Setting the Record Straight: Alaska and the Common Core
In a letter to the Fresno Bee, Sandy Torosian, a local parent, argues that California families should boycott assessments aligned to Common Core State Standards. “All over the country, parents are fed up with being ignored by a government education system. They are exercising a parent’s right, and even civil duty, to refuse testing.”
Torosian argues, that opt-outs and technical problems in Alaska forced policymakers to suspend assessments. But, Alaska does not administer assessments aligned to the Common Core. In fact, Alaska never adopted Common Core State Standards. Technical problems forced the state to suspend student assessments this year—but it was in no way related to the state’s education standards or high opt out numbers, as Torosian suggests.
The letter argues that parents are exercising a “civil duty” by refusing state tests. But as former U.S. Education Secretary Bill Bennett explains, opt-out does not improve the system. “Refusing to participate in assessments puts students, parents, and teachers at a disadvantage, and it does little to address legitimate concerns about the quality and volume of state tests.”
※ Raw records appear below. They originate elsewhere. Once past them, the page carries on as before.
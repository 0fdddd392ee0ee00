//! SQL schema for the Incidencias SQLite store.
//!
//! Executed once at connection startup. Future migrations will be gated on
//! `PRAGMA user_version`.

/// Full schema DDL; idempotent thanks to `IF NOT EXISTS`.
pub const SCHEMA: &str = "
PRAGMA journal_mode = WAL;

CREATE TABLE IF NOT EXISTS users (
    user_id     TEXT PRIMARY KEY,
    username    TEXT NOT NULL UNIQUE,
    password    TEXT NOT NULL,          -- argon2/bcrypt string, or legacy plaintext
    name        TEXT NOT NULL,
    role        TEXT NOT NULL DEFAULT 'user',   -- 'admin' | 'user'
    created_at  TEXT NOT NULL
);

-- user_id is a weak reference: no foreign key, joined on read.
CREATE TABLE IF NOT EXISTS incidents (
    code             TEXT NOT NULL UNIQUE,
    name             TEXT NOT NULL,
    kind             TEXT NOT NULL,
    status           TEXT NOT NULL,
    location         TEXT NOT NULL DEFAULT '',
    description      TEXT,
    reported_by      TEXT NOT NULL DEFAULT '',
    lat              REAL,
    lng              REAL,
    image_url        TEXT,
    timestamp        TEXT NOT NULL,   -- ISO 8601 UTC
    occurrence_time  TEXT NOT NULL,   -- ISO 8601 UTC
    user_id          TEXT,
    created_at       TEXT NOT NULL    -- ISO 8601 UTC; server-assigned
);

CREATE INDEX IF NOT EXISTS incidents_created_idx ON incidents(created_at);
CREATE INDEX IF NOT EXISTS incidents_user_idx    ON incidents(user_id);

PRAGMA user_version = 1;
";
Instead, in New York and elsewhere, a growing chorus of supporters is urging parents to “opt in” to high-quality assessments. “When we are finally going in the right direction, why would we even consider going back?” writes Kati Haycock, president of the Education Trust.
Likewise, Karen Nussle pointed out last fall, “States are finally measuring to levels that reflect what students need to know and be able to do to succeed in college or a career. …For parents and educators, that should come as welcome change.”